Work to be completed: Look for the word "ContainerOptions" in the entries below, then copy every line that has it.

Data section:
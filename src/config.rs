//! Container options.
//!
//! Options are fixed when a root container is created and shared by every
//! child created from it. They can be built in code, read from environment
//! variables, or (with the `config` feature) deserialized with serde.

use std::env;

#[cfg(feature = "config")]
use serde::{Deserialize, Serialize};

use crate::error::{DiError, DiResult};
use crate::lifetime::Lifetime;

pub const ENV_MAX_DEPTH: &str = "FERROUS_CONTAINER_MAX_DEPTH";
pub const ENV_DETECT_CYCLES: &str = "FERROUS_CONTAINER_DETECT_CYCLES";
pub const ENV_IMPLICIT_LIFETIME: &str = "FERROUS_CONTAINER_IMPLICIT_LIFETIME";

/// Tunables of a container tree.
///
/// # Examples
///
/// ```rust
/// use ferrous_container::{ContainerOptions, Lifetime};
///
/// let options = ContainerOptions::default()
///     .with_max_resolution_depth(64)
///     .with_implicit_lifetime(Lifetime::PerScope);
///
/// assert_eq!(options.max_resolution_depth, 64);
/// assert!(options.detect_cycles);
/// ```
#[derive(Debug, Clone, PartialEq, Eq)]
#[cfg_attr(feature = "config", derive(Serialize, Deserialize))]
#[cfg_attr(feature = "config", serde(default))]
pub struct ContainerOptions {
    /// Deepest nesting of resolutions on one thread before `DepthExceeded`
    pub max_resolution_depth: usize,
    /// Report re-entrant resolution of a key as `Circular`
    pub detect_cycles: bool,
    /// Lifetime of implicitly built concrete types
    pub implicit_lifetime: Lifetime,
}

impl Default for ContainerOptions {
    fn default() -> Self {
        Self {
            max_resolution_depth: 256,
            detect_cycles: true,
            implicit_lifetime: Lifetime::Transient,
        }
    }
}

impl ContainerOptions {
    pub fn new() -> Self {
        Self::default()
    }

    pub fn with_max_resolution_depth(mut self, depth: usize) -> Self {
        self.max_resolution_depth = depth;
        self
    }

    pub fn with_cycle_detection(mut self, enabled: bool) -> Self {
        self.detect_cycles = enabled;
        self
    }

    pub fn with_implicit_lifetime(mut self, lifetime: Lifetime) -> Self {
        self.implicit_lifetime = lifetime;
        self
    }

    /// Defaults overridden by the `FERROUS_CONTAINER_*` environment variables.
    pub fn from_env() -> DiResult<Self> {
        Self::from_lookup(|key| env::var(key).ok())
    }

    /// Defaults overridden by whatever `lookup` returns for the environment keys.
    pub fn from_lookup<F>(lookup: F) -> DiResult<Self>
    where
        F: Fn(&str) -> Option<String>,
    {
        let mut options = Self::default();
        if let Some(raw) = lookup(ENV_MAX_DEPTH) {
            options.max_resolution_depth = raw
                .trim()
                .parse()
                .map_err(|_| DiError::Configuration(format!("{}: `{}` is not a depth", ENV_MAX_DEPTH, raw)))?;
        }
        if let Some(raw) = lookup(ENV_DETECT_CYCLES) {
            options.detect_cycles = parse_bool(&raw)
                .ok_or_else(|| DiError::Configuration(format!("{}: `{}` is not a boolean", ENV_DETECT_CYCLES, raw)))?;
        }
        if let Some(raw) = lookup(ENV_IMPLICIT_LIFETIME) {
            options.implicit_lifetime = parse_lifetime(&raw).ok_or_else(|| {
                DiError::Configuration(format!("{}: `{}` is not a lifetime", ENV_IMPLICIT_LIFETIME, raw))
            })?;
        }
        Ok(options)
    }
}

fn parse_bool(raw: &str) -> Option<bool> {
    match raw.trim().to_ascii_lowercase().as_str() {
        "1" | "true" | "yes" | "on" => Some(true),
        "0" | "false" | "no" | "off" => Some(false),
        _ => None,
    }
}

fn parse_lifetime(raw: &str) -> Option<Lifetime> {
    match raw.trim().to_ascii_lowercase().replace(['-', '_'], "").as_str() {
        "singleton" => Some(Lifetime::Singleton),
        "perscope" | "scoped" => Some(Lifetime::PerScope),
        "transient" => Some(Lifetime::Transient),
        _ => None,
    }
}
---
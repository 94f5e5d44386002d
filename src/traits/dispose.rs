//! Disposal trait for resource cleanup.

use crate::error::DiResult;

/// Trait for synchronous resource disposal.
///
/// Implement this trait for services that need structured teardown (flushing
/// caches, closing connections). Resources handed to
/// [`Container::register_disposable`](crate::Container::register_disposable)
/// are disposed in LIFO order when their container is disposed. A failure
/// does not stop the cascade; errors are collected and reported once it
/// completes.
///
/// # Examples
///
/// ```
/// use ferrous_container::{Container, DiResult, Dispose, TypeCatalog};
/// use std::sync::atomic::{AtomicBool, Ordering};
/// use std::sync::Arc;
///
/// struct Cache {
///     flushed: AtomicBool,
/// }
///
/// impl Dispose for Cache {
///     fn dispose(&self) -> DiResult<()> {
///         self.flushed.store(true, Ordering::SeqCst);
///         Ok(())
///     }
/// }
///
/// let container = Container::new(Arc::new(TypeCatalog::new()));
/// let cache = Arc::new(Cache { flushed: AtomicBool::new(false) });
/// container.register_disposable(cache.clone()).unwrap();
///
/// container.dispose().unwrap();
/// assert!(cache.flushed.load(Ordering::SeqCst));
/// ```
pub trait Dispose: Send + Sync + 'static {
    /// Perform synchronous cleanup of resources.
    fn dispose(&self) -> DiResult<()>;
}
* * *
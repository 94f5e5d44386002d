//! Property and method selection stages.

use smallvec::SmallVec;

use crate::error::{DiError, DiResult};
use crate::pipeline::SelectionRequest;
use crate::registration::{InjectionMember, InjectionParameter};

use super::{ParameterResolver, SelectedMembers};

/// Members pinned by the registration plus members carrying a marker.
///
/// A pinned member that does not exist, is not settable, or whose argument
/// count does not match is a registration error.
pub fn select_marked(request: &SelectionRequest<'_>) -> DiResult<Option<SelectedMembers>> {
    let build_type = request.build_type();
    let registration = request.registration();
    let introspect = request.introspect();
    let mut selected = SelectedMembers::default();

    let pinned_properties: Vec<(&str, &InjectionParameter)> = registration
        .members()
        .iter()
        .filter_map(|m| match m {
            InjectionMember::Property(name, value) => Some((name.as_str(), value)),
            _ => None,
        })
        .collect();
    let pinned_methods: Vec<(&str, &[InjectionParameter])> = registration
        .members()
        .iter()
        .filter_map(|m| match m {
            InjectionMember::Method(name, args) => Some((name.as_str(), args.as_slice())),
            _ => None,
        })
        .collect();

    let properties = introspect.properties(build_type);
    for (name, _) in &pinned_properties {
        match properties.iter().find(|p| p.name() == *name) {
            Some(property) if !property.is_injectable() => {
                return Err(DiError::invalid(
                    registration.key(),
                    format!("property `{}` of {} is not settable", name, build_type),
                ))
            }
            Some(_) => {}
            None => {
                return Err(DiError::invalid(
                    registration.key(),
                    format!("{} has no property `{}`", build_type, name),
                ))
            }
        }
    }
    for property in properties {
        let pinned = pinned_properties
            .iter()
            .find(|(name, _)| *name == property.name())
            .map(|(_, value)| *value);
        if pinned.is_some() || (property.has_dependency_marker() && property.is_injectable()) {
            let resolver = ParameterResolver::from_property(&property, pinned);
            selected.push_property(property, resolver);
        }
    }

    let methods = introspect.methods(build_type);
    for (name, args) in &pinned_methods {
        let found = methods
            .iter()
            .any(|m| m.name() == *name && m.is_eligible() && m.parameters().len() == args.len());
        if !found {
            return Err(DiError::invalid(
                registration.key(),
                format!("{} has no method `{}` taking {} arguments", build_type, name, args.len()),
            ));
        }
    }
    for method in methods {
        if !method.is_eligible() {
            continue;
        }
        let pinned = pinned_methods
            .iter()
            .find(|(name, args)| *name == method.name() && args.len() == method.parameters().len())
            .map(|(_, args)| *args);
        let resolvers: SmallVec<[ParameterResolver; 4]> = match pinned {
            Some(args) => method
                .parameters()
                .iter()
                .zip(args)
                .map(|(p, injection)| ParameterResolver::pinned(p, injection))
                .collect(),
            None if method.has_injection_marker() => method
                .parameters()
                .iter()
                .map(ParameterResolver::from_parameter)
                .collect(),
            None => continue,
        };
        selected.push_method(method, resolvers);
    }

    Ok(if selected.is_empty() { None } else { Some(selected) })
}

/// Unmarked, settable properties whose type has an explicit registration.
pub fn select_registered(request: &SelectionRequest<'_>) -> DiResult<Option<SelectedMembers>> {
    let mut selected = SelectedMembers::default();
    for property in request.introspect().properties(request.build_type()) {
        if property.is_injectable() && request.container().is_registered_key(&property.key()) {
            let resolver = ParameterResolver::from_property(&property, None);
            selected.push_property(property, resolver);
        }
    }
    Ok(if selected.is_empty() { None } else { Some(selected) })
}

Task solution:
/// use ferrous_container::{ContainerOptions, Lifetime};
/// let options = ContainerOptions::default()
pub struct ContainerOptions {
impl Default for ContainerOptions {
impl ContainerOptions {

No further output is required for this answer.